Stored data »
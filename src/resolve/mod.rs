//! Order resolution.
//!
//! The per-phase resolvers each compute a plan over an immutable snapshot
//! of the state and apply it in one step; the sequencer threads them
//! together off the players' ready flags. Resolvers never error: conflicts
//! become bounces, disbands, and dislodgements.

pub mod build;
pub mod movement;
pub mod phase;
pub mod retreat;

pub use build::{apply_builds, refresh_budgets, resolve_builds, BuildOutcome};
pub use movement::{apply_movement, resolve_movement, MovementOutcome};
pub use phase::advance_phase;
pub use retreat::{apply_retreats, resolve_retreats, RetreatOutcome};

Work request » Please transcribe the lines from the one containing "pub use phase::advance_phase;" through the last line of the records. Include both ends and nothing else.

Answer for the task »
pub use phase::advance_phase;
pub use retreat::{apply_retreats, resolve_retreats, RetreatOutcome};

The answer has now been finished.